What I’ve been doing a lot for the last couple of weeks is sitting around waiting for important e-mails to show up in my Gmail inbox. This is very similar to what I do every day already, except the things I am waiting for now are genuinely important job-related deals and not just some people on Facebook telling me that my expression in a picture from like two years ago is “hilarious.” See, the way my job in Japan works is, I applied to a recruitment company, who agreed to place me in a Japanese public school (or schools, as the case may be) should I be judged worthy of such services. So I accepted the job before I knew precisely where and when I would be going. We can discuss the wisdom of this arrangement at another time, but let me just say that regardless of where in Japan I end up going, I will still be going to Japan. It is, however, frustrating to sit around and wait to hear more details about my assignment, limited in my ability to prepare (I can’t even buy a plane ticket yet, or finish applying for my visa) even as the time before my estimated date of arrival has started to be measured in weeks rather than months. I am (justifiably, I feel) impatient to hear the name of the city, town, or small fishing village where I will be spending the next seven months (or longer, depending on the breaks) of my life. It seems like kind of an important piece of information.

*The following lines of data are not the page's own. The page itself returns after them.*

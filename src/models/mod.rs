pub mod from_row;
pub mod patch;
pub mod session;
pub mod stats;
pub mod user;
pub mod workout;
pub mod workout_instance;
pub mod workout_template;

pub use from_row::FromSqliteRow;
pub use patch::Patch;
pub use session::Session;
pub use stats::{
    OverallStats, RecentActivity, RepRow, RepStats, RunRow, RunStats, TimeRow, TimeStats,
};
pub use user::{Account, CreateUser, LoginCredentials, UpdateProfile, User};
pub use workout::{CreateWorkout, Workout};
pub use workout_instance::{CreateInstance, InstanceWithTemplate, UpdateInstance, WorkoutInstance};
pub use workout_template::{CreateTemplate, UpdateTemplate, WorkoutKind, WorkoutTemplate};
//! Summary statistics over a user's completed workout instances.
//!
//! Rows arrive from the repository ordered most recent first. Aggregates
//! cover every row; chart series keep only the latest [`CHART_POINTS`] rows
//! and flip them so the oldest of that window is plotted first.

use chrono::{DateTime, Utc};
use rusqlite::Row;
use serde::Serialize;

use super::{FromSqliteRow, WorkoutKind};

pub const CHART_POINTS: usize = 30;

pub const DEFAULT_RECENT_ACTIVITY_LIMIT: i64 = 10;

#[derive(Debug, Clone, Serialize)]
#[serde(rename_all = "camelCase")]
pub struct OverallStats {
    pub total_completed_workouts: i64,
}

// Run statistics

#[derive(Debug, Clone)]
pub struct RunRow {
    /// Goal distance of the template, in miles.
    pub distance: Option<f64>,
    pub duration: Option<i64>,
    pub completed_at: Option<DateTime<Utc>>,
}

impl FromSqliteRow for RunRow {
    fn from_row(row: &Row) -> rusqlite::Result<Self> {
        Ok(Self {
            distance: row.get("distance")?,
            duration: row.get("duration")?,
            completed_at: row.get("completed_at")?,
        })
    }
}

#[derive(Debug, Clone, PartialEq, Serialize)]
pub struct RunChartPoint {
    pub date: Option<DateTime<Utc>>,
    pub duration: i64,
    pub distance: f64,
}

#[derive(Debug, Clone, Serialize)]
#[serde(rename_all = "camelCase")]
pub struct RunStats {
    pub total_miles: f64,
    pub total_runs: i64,
    /// Seconds, averaged over runs that recorded a duration.
    pub avg_duration: f64,
    pub chart_data: Vec<RunChartPoint>,
}

impl RunStats {
    pub fn from_rows(rows: &[RunRow]) -> Self {
        let total_miles = rows.iter().map(|r| r.distance.unwrap_or(0.0)).sum();
        let durations: Vec<i64> = rows.iter().filter_map(|r| r.duration).collect();
        let avg_duration = average(durations.iter().sum(), durations.len());

        let chart_data = chart_window(rows)
            .map(|r| RunChartPoint {
                date: r.completed_at,
                duration: r.duration.unwrap_or(0),
                distance: r.distance.unwrap_or(0.0),
            })
            .collect();

        Self {
            total_miles,
            total_runs: rows.len() as i64,
            avg_duration,
            chart_data,
        }
    }
}

// Rep statistics

#[derive(Debug, Clone)]
pub struct RepRow {
    pub template_name: String,
    pub actual_reps: Option<i64>,
    pub target_reps: Option<i64>,
    pub completed_at: Option<DateTime<Utc>>,
}

impl FromSqliteRow for RepRow {
    fn from_row(row: &Row) -> rusqlite::Result<Self> {
        Ok(Self {
            template_name: row.get("template_name")?,
            actual_reps: row.get("actual_reps")?,
            target_reps: row.get("target_reps")?,
            completed_at: row.get("completed_at")?,
        })
    }
}

#[derive(Debug, Clone, PartialEq, Serialize)]
pub struct RepChartPoint {
    pub date: Option<DateTime<Utc>>,
    pub reps: i64,
    pub target: i64,
}

#[derive(Debug, Clone, Serialize)]
#[serde(rename_all = "camelCase")]
pub struct RepStats {
    pub total_reps: i64,
    pub total_workouts: i64,
    pub avg_reps: f64,
    pub chart_data: Vec<RepChartPoint>,
}

impl RepStats {
    pub fn from_rows(rows: &[RepRow]) -> Self {
        let total_reps: i64 = rows.iter().map(|r| r.actual_reps.unwrap_or(0)).sum();

        let chart_data = chart_window(rows)
            .map(|r| RepChartPoint {
                date: r.completed_at,
                reps: r.actual_reps.unwrap_or(0),
                target: r.target_reps.unwrap_or(0),
            })
            .collect();

        Self {
            total_reps,
            total_workouts: rows.len() as i64,
            avg_reps: average(total_reps, rows.len()),
            chart_data,
        }
    }
}

// Time statistics

#[derive(Debug, Clone)]
pub struct TimeRow {
    pub template_name: String,
    pub actual_duration: Option<i64>,
    pub target_duration: Option<i64>,
    pub completed_at: Option<DateTime<Utc>>,
}

impl FromSqliteRow for TimeRow {
    fn from_row(row: &Row) -> rusqlite::Result<Self> {
        Ok(Self {
            template_name: row.get("template_name")?,
            actual_duration: row.get("actual_duration")?,
            target_duration: row.get("target_duration")?,
            completed_at: row.get("completed_at")?,
        })
    }
}

#[derive(Debug, Clone, PartialEq, Serialize)]
pub struct TimeChartPoint {
    pub date: Option<DateTime<Utc>>,
    pub duration: i64,
    pub target: i64,
}

#[derive(Debug, Clone, Serialize)]
#[serde(rename_all = "camelCase")]
pub struct TimeStats {
    /// Seconds.
    pub total_duration: i64,
    pub total_workouts: i64,
    /// Seconds per workout.
    pub avg_duration: f64,
    pub chart_data: Vec<TimeChartPoint>,
}

impl TimeStats {
    pub fn from_rows(rows: &[TimeRow]) -> Self {
        let total_duration: i64 = rows.iter().filter_map(|r| r.actual_duration).sum();

        let chart_data = chart_window(rows)
            .map(|r| TimeChartPoint {
                date: r.completed_at,
                duration: r.actual_duration.unwrap_or(0),
                target: r.target_duration.unwrap_or(0),
            })
            .collect();

        Self {
            total_duration,
            total_workouts: rows.len() as i64,
            avg_duration: average(total_duration, rows.len()),
            chart_data,
        }
    }
}

// Recent activity

#[derive(Debug, Clone, Serialize)]
#[serde(rename_all = "camelCase")]
pub struct RecentActivity {
    pub instance_id: String,
    pub template_name: String,
    pub workout_type: WorkoutKind,
    pub completed: bool,
    pub completed_at: Option<DateTime<Utc>>,
    pub duration: Option<i64>,
    pub actual_reps: Option<i64>,
    pub actual_duration: Option<i64>,
}

impl FromSqliteRow for RecentActivity {
    fn from_row(row: &Row) -> rusqlite::Result<Self> {
        Ok(Self {
            instance_id: row.get("instance_id")?,
            template_name: row.get("template_name")?,
            workout_type: row.get("workout_type")?,
            completed: row.get("completed")?,
            completed_at: row.get("completed_at")?,
            duration: row.get("duration")?,
            actual_reps: row.get("actual_reps")?,
            actual_duration: row.get("actual_duration")?,
        })
    }
}

fn average(total: i64, count: usize) -> f64 {
    if count == 0 {
        0.0
    } else {
        total as f64 / count as f64
    }
}

fn chart_window<T>(rows: &[T]) -> impl Iterator<Item = &T> {
    rows.iter().take(CHART_POINTS).rev()
}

An unanticipated side-effect of this everlasting inbox vigil is that I have developed a Pavlovian response to the “ding” sound that plays each time I receive a new e-mail. Seriously, every time I hear that sound, I do a backflip. And then I have a small heart attack. It’s kind of weird. In the split second between when I realize I have a new message and when I am able to focus my eyes on the subject line, I think to myself, “Oh man, please let it be Sendai. Or Hokkaido, that seems like a nice and friendly place.” But then there is a big emotional crash when it turns out to be a Facebook message from some guy or girl who I haven’t talked to since middle school (and who I didn’t even like back then!) doing a mass-invite to an event in another state that I never needed to know about, ever.
Each e-mail not directly related to my trip is probably as harmful as a whole pack of cigarettes, and this is especially unfortunate considering how much automated messages (I believe the term used is Bacn) I get in a given week in this Brave New World of rampant social networking. Even things that I would normally find enjoyable have been perverted by this insipid waiting game.
Let’s use Netflix as an example. Netflix sends me an e-mail each time they receive a DVD that I have mailed back and each time that they send out a new DVD for me to watch. This is normally helpful because, due to the nature of modern serialized drama, if I mail a disc of Deadwood back, I am hot to know when the next disc is coming. But in this strange Dark World that I find myself in, I can’t help but resent even these messages for not being about the Japan gig:
Light World response: “Sweet! I need more moral ambiguity in my life. It’s like Shakespeare, but with cowboys.”
Dark World response: “Well, hoo-fucking-rah for the motherfucking postal service being so on top of their shit all the goddamn time. Pricks.”